**SOURCE DATA**
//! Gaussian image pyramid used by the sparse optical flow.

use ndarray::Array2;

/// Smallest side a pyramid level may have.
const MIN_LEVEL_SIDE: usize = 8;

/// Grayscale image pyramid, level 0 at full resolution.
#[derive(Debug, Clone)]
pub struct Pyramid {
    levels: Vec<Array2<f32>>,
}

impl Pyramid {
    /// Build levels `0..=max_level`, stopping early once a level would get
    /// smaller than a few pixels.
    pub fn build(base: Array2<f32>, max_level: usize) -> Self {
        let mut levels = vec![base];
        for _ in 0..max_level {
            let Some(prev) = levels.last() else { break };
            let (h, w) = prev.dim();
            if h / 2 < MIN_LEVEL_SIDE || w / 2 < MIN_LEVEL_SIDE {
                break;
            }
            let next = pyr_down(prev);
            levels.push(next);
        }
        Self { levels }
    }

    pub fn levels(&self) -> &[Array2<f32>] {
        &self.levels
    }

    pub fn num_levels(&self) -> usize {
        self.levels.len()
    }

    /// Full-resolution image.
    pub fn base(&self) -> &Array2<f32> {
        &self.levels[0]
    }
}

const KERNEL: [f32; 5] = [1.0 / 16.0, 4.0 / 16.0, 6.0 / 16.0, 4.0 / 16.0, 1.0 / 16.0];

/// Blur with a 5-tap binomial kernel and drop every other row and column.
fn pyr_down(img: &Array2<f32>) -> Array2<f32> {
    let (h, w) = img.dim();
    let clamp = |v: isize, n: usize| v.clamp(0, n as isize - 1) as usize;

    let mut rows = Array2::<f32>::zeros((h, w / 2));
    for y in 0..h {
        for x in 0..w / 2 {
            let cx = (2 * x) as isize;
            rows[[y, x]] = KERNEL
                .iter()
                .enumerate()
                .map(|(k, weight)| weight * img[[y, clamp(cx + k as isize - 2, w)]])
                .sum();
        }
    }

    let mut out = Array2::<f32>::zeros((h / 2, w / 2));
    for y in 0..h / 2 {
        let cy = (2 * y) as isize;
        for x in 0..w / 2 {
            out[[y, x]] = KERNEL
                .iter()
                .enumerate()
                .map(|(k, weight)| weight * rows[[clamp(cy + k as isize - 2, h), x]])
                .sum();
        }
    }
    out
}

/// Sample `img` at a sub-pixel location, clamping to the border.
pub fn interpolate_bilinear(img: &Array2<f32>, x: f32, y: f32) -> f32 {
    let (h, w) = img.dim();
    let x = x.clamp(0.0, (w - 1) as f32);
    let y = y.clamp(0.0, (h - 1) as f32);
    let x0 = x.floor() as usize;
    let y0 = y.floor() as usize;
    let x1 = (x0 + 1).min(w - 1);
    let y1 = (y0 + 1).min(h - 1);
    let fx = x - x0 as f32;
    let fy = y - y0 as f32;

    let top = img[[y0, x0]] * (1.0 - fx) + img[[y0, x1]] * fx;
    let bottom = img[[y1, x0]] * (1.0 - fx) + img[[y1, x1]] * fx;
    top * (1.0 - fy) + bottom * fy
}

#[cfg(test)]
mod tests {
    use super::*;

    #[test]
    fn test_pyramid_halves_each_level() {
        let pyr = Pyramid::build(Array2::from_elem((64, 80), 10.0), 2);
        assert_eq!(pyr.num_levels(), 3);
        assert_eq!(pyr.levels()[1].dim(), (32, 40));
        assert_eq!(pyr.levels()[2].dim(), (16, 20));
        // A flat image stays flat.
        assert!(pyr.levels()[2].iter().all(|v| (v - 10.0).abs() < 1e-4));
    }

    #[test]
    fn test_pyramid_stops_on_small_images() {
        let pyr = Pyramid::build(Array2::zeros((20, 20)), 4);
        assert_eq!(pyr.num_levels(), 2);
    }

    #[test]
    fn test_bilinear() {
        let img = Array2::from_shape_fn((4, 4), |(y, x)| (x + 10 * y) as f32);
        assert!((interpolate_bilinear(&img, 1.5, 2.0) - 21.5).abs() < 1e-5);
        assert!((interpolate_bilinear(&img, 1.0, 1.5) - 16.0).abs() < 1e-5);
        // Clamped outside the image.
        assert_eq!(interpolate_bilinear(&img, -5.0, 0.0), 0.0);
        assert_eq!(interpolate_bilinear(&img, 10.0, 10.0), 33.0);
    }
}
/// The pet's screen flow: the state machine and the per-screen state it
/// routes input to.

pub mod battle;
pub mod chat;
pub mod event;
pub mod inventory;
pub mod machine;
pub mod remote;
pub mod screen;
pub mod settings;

* * *

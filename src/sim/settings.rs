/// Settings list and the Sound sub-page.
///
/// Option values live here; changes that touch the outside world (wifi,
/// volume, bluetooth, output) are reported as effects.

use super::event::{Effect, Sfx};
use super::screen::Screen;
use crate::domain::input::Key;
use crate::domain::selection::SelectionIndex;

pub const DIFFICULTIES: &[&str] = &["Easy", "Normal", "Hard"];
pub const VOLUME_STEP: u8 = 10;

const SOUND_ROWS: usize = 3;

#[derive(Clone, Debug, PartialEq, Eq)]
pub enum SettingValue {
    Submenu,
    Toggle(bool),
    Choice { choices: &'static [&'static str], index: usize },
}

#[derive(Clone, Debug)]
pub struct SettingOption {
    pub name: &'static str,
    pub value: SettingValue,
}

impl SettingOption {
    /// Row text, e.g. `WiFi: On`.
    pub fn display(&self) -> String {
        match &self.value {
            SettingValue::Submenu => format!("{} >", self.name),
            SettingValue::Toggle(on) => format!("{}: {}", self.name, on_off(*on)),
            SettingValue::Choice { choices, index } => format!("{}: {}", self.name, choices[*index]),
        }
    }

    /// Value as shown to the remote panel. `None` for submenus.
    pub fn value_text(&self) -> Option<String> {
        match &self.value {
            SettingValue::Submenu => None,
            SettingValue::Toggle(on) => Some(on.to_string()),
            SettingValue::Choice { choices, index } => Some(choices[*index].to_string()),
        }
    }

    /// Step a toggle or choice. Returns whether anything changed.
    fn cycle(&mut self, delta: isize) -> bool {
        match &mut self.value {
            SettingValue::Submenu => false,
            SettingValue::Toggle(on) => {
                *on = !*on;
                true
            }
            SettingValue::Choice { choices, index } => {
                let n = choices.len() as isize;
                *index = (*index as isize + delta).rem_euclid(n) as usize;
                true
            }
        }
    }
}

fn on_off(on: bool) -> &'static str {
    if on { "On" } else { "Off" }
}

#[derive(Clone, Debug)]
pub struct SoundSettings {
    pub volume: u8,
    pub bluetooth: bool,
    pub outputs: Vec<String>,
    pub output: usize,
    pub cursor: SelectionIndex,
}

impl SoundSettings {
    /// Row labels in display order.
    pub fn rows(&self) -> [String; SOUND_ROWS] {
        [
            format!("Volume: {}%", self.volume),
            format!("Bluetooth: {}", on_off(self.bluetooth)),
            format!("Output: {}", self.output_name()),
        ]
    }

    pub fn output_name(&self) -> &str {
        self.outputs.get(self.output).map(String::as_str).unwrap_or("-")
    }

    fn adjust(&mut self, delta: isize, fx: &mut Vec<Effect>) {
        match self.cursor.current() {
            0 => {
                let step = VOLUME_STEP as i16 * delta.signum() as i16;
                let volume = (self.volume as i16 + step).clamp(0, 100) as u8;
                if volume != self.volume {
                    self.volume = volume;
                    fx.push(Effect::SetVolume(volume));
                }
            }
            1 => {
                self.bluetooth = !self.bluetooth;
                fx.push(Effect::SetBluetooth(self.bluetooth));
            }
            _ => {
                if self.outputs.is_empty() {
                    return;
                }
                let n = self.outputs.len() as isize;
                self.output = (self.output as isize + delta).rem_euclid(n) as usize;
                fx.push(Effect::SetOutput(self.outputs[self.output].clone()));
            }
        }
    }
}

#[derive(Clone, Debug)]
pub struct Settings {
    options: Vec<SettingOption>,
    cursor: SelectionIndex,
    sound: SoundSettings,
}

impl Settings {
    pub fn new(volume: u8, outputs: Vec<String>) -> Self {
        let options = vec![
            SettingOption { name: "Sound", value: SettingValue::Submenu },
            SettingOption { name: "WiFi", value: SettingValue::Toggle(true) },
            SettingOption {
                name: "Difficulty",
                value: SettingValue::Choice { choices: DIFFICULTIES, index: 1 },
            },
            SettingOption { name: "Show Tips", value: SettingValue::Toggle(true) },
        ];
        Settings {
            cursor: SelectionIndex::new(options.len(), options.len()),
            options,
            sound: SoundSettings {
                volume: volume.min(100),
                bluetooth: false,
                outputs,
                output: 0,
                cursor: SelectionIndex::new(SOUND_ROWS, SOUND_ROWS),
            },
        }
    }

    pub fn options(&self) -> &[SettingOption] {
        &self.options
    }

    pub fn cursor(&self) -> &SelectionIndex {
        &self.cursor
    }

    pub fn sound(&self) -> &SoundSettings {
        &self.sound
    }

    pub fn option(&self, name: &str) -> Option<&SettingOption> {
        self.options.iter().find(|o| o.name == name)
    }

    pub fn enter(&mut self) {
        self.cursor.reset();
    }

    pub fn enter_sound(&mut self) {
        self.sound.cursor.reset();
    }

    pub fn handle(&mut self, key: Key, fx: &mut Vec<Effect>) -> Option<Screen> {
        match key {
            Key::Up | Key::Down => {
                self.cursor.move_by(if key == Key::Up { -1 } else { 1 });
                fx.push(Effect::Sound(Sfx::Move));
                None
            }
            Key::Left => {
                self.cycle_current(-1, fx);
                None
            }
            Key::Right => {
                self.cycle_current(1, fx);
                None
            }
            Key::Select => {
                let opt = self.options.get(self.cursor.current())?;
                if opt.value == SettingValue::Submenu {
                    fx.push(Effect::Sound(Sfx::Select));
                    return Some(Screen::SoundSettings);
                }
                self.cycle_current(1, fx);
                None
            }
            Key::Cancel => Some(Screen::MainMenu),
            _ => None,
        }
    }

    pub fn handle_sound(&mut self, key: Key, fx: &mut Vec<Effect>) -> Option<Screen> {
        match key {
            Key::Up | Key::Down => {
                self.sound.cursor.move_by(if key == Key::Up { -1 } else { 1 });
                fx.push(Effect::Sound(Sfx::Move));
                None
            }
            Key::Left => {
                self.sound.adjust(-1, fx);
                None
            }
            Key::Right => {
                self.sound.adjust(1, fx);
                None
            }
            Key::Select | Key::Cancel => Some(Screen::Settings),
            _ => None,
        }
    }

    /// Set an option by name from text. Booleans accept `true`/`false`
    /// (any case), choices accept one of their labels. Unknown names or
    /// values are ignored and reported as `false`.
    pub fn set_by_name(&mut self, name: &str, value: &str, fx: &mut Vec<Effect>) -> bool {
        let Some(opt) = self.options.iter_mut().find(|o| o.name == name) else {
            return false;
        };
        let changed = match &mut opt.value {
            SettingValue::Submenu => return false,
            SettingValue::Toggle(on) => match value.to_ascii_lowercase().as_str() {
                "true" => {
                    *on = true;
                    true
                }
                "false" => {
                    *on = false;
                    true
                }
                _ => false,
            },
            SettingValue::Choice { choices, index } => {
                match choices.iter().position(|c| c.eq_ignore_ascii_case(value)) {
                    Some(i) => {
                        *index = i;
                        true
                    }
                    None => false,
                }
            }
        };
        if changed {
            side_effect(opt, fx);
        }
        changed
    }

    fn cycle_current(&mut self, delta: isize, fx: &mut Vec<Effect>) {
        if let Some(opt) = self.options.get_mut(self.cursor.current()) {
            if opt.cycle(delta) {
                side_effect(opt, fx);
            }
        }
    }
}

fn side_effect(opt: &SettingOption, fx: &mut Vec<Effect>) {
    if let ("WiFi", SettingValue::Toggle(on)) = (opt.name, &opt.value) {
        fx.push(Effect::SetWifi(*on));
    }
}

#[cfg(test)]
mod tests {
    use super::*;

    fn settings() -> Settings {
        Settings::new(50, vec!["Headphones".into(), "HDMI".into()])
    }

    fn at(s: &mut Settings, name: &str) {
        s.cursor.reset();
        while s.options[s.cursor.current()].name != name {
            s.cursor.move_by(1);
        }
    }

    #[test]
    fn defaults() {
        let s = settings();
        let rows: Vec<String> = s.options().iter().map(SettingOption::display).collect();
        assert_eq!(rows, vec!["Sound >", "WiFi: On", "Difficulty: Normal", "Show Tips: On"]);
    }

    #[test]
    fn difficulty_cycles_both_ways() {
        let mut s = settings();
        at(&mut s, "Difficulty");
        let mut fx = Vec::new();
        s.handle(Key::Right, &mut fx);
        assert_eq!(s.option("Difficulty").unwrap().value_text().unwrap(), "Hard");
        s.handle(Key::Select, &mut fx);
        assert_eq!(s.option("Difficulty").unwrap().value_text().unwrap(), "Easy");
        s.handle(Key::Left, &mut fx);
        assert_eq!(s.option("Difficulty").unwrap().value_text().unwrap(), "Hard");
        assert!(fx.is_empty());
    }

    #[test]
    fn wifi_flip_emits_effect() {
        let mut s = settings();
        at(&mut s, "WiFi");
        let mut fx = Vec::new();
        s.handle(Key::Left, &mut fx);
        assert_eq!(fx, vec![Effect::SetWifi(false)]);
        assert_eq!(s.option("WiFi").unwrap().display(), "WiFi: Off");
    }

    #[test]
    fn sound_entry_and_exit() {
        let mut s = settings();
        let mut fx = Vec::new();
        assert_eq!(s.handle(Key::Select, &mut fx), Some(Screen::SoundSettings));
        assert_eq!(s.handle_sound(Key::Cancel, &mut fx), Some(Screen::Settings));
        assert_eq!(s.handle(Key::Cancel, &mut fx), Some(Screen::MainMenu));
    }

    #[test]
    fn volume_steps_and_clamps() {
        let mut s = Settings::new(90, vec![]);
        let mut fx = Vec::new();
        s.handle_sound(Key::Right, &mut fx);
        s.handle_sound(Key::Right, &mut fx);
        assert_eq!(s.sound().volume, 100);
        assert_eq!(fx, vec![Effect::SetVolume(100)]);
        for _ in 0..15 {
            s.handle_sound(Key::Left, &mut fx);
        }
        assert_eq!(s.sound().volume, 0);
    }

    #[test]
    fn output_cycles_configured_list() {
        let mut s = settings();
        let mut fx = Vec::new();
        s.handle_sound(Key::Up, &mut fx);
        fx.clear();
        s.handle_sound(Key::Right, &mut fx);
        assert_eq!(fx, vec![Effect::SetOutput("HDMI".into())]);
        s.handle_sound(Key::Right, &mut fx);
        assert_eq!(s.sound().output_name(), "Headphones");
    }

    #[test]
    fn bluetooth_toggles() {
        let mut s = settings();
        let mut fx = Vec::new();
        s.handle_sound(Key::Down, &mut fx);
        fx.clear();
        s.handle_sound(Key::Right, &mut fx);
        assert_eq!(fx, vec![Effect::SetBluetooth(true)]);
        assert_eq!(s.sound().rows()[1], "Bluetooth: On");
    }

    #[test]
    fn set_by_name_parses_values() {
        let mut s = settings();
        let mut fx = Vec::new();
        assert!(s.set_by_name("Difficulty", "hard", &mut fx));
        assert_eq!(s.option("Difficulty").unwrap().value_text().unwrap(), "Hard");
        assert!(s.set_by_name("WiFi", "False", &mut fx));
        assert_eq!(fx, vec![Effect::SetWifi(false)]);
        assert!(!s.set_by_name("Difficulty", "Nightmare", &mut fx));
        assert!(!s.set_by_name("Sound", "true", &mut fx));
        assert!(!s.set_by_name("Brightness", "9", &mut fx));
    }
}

**TASK ITEM**
Write down again, exactly as given, only the lines above that fall from the line with "sparse optical flow." to the line with "pub fn num_levels(&self)", inclusive.

**REPLY TO THE TASK**
//! Gaussian image pyramid used by the sparse optical flow.

use ndarray::Array2;

/// Smallest side a pyramid level may have.
const MIN_LEVEL_SIDE: usize = 8;

/// Grayscale image pyramid, level 0 at full resolution.
#[derive(Debug, Clone)]
pub struct Pyramid {
    levels: Vec<Array2<f32>>,
}

impl Pyramid {
    /// Build levels `0..=max_level`, stopping early once a level would get
    /// smaller than a few pixels.
    pub fn build(base: Array2<f32>, max_level: usize) -> Self {
        let mut levels = vec![base];
        for _ in 0..max_level {
            let Some(prev) = levels.last() else { break };
            let (h, w) = prev.dim();
            if h / 2 < MIN_LEVEL_SIDE || w / 2 < MIN_LEVEL_SIDE {
                break;
            }
            let next = pyr_down(prev);
            levels.push(next);
        }
        Self { levels }
    }

    pub fn levels(&self) -> &[Array2<f32>] {
        &self.levels
    }

    pub fn num_levels(&self) -> usize {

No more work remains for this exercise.